1. Norse
  2. Gods

Norse Gods

Explore the Norse pantheon and rediscover the classic Germanic gods including Odin, Thor and Loki, Freya, Baldur, Heimdall and more.

Major Deities

  • Odin

    As chieftain of the Aesir gods, Odin united the Norse pantheon through the Aesir-Vanir War and ruled over their combined might in Asgard. While Odin was known as a great warrior, his chief weapon was actually his mind. A trickster at heart, Odin achieved his ends through cunning, craft, and the power of suggestion. Odin was also wise. Through his magic, and by dint of his unceasing quest for knowledge, Odin gained understanding of both the occult world and events yet to come.

  • Thor

    The son of Odin, Thor was the Norse god of thunder, lightning, and war. He was a figure of prodigious strength who bested giants, trolls, and dwarves with a war hammer called Mjölnir, the “grinder.” While Thor was quick to anger and always ready for a fight, he also enjoyed more pleasurable activities such as drinking and making love to women.

  • Loki

    Full of wit and wile, Loki was the devious trickster god of the Norse pantheon.

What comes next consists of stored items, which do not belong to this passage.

//! Event ingestion for relayed gateway events.
//!
//! The platform gateway is fronted by a relay that POSTs each reaction-added
//! event here, signed with a shared-secret HMAC over the raw body. The
//! handler filters to the approval emoji, drops self-originated events, and
//! hands the rest to the tally engine. Store failures drop the event; the
//! approval is simply lost.

use axum::{
    body::Bytes,
    extract::State,
    http::{HeaderMap, StatusCode},
    response::Json,
    routing::post,
    Router,
};
use hmac::{Hmac, Mac};
use serde::{Deserialize, Serialize};
use sha2::Sha256;
use std::sync::Arc;
use tracing::{error, info, warn};
use uuid::Uuid;

use challenge_core::{EntryRef, UserId};

use crate::tally::{self, TallyOutcome, APPROVAL_EMOJI};
use crate::AppState;

/// A reaction-added gateway event as delivered by the relay.
#[derive(Debug, Deserialize)]
pub struct ReactionAddedEvent {
    pub user_id: String,
    pub channel_id: String,
    pub message_id: String,
    pub message_author_id: Option<String>,
    pub emoji: ReactionEmoji,
}

#[derive(Debug, Deserialize)]
pub struct ReactionEmoji {
    pub name: Option<String>,
}

#[derive(Serialize)]
pub struct WebhookResponse {
    pub message: String,
}

type HmacSha256 = Hmac<Sha256>;

pub fn verify_relay_signature(secret: &str, payload: &[u8], signature: &str) -> bool {
    if !signature.starts_with("sha256=") {
        return false;
    }

    let signature_hex = &signature[7..]; // Remove "sha256=" prefix

    let signature_bytes = match hex::decode(signature_hex) {
        Ok(bytes) => bytes,
        Err(_) => return false,
    };

    let mut mac = match HmacSha256::new_from_slice(secret.as_bytes()) {
        Ok(mac) => mac,
        Err(_) => return false,
    };

    mac.update(payload);

    // Constant-time verification
    mac.verify_slice(&signature_bytes).is_ok()
}

pub fn webhook_router(state: Arc<AppState>) -> Router {
    Router::new()
        .route("/webhook", post(handle_reaction_event))
        .with_state(state)
}

async fn handle_reaction_event(
    State(state): State<Arc<AppState>>,
    headers: HeaderMap,
    body: Bytes,
) -> Result<Json<WebhookResponse>, StatusCode> {
    let signature = headers
        .get("x-relay-signature-256")
        .and_then(|h| h.to_str().ok())
        .ok_or(StatusCode::UNAUTHORIZED)?;

    if !verify_relay_signature(&state.relay_secret, &body, signature) {
        error!("Invalid relay signature");
        return Err(StatusCode::UNAUTHORIZED);
    }

    let event: ReactionAddedEvent =
        serde_json::from_slice(&body).map_err(|_| StatusCode::BAD_REQUEST)?;

    let correlation_id = Uuid::new_v4().to_string();

    if event.emoji.name.as_deref() != Some(APPROVAL_EMOJI) {
        return Ok(Json(WebhookResponse {
            message: "Ignored: not an approval reaction".to_string(),
        }));
    }

    let Some(author_id) = event.message_author_id else {
        warn!(
            "[{}] Reaction on {}/{} has no message author, skipping",
            correlation_id, event.channel_id, event.message_id
        );
        return Ok(Json(WebhookResponse {
            message: "Ignored: no message author".to_string(),
        }));
    };

    let entry_ref = EntryRef::new(event.channel_id, event.message_id);
    let actor_id = UserId::from(event.user_id);
    let author_id = UserId::from(author_id);

    let outcome = tally::record_approval(
        state.repository.as_ref(),
        state.clock.as_ref(),
        &state.bot_user_id,
        &actor_id,
        &entry_ref,
        &author_id,
    )
    .await;

    let message = match outcome {
        Ok(TallyOutcome::Recorded { vote_count }) => {
            info!(
                "[{}] Approval counted for {}: {} votes",
                correlation_id, entry_ref.message_id, vote_count
            );
            "Approval recorded".to_string()
        }
        Ok(TallyOutcome::SelfReaction) => "Ignored: self reaction".to_string(),
        Ok(TallyOutcome::NoActiveCompetition) => "Ignored: no active competition".to_string(),
        Err(e) => {
            // Event dropped; not retried or queued.
            error!("[{}] Failed to record approval: {}", correlation_id, e);
            "Approval dropped: store unavailable".to_string()
        }
    };

    Ok(Json(WebhookResponse { message }))
}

A figure of great mischief, Loki used his shapeshifting abilities to deceive gods and mortals alike. According to the prophecies of Ragnarök, Loki was fated to take up arms against the gods and precipitate the end of the world.

  • Freya

    Freya was a prominent Norse goddess, a member of the Vanir tribe, and a practitioner of seidr magic. She held domain over love, lust, and fertility. A powerful and at times contradictory figure, Freya was the subject around which several major Norse myths revolved.

  • Heimdall

    Heimdall the watcher was a Norse deity of the Aesir tribe, a god of keen eyesight and hearing who stood ready to sound the Gjallarhorn at the beginning of Ragnarök. He was known as a protector of the gods and a guardian of the passages to and from the Nine Worlds.

  • Baldur

    “Shining” Baldur of the Aesir tribe was the loveliest and most beloved of all gods in the Norse pantheon. As the wisest of all the gods, he served as arbiter of disputes, settling feuds among both gods and men. His death, predicted as an early event in Ragnarok, led to the imprisonment of Loki.

  • Freyr

    Freyr, of the Vanir tribe, was the Norse god of masculine virility and reproduction. Known as a bringer of peace and prosperity, he was the twin brother of Freya, the goddess of wisdom and magic. Often associated with sunshine and fair weather, Freyr was famed for his fabulous accoutrements, including a glow in the dark boar, a ship that folded up and could be carried in a pocket, and a sword that fought on its own.

  • Frigg

    As the wife of Odin, Frigg served as the queen of the Norse deities. A member of the Aesir tribe, Frigg was associated with marriage, love, wisdom, and prophecy. She was also the mother of shining Baldur, whose death bereaved the gods and set in motion the chain of events known as Ragnarök.

  • Tyr

    Tyr was a Norse god, one of the Aesir deities, who represented war, bravery, and justice. He was best known for losing an arm to the monstrous wolf Fenrir, sacrificing it so the other gods could chain the beast. Though Tyr was once a prominent god among the Germanic people, his importance eventually waned, and by the time of the Vikings he was little more than a minor deity.

  • Njord

    The Norse god of the seas and the winds, Njord was the patriarch of the Vanir tribe and the patron of sailors and fishermen. He was best known for fathering the twin deities Freyr and Freya, as well as for his unhappy marriage to the giant Skadi.

  • Idun

    The Norse goddess of youthfulness and fertility, Idun carried magical apples that preserved youth and prevented aging. By distributing these apples to the gods, Idun kept them young and active. In one of the most famous Norse myths, Idun was abducted by a giant seeking to claim her apples.

  • Nerthus

    Nerthus was a Germanic goddess of peace and prosperity about whom little is known. According to the Roman historian Tacitus, the Germanic tribes performed a cart ceremony to honor Nerthus. Wheeled from village to village, Nerthus’s cart caused observers to lay aside arms and celebrate peace.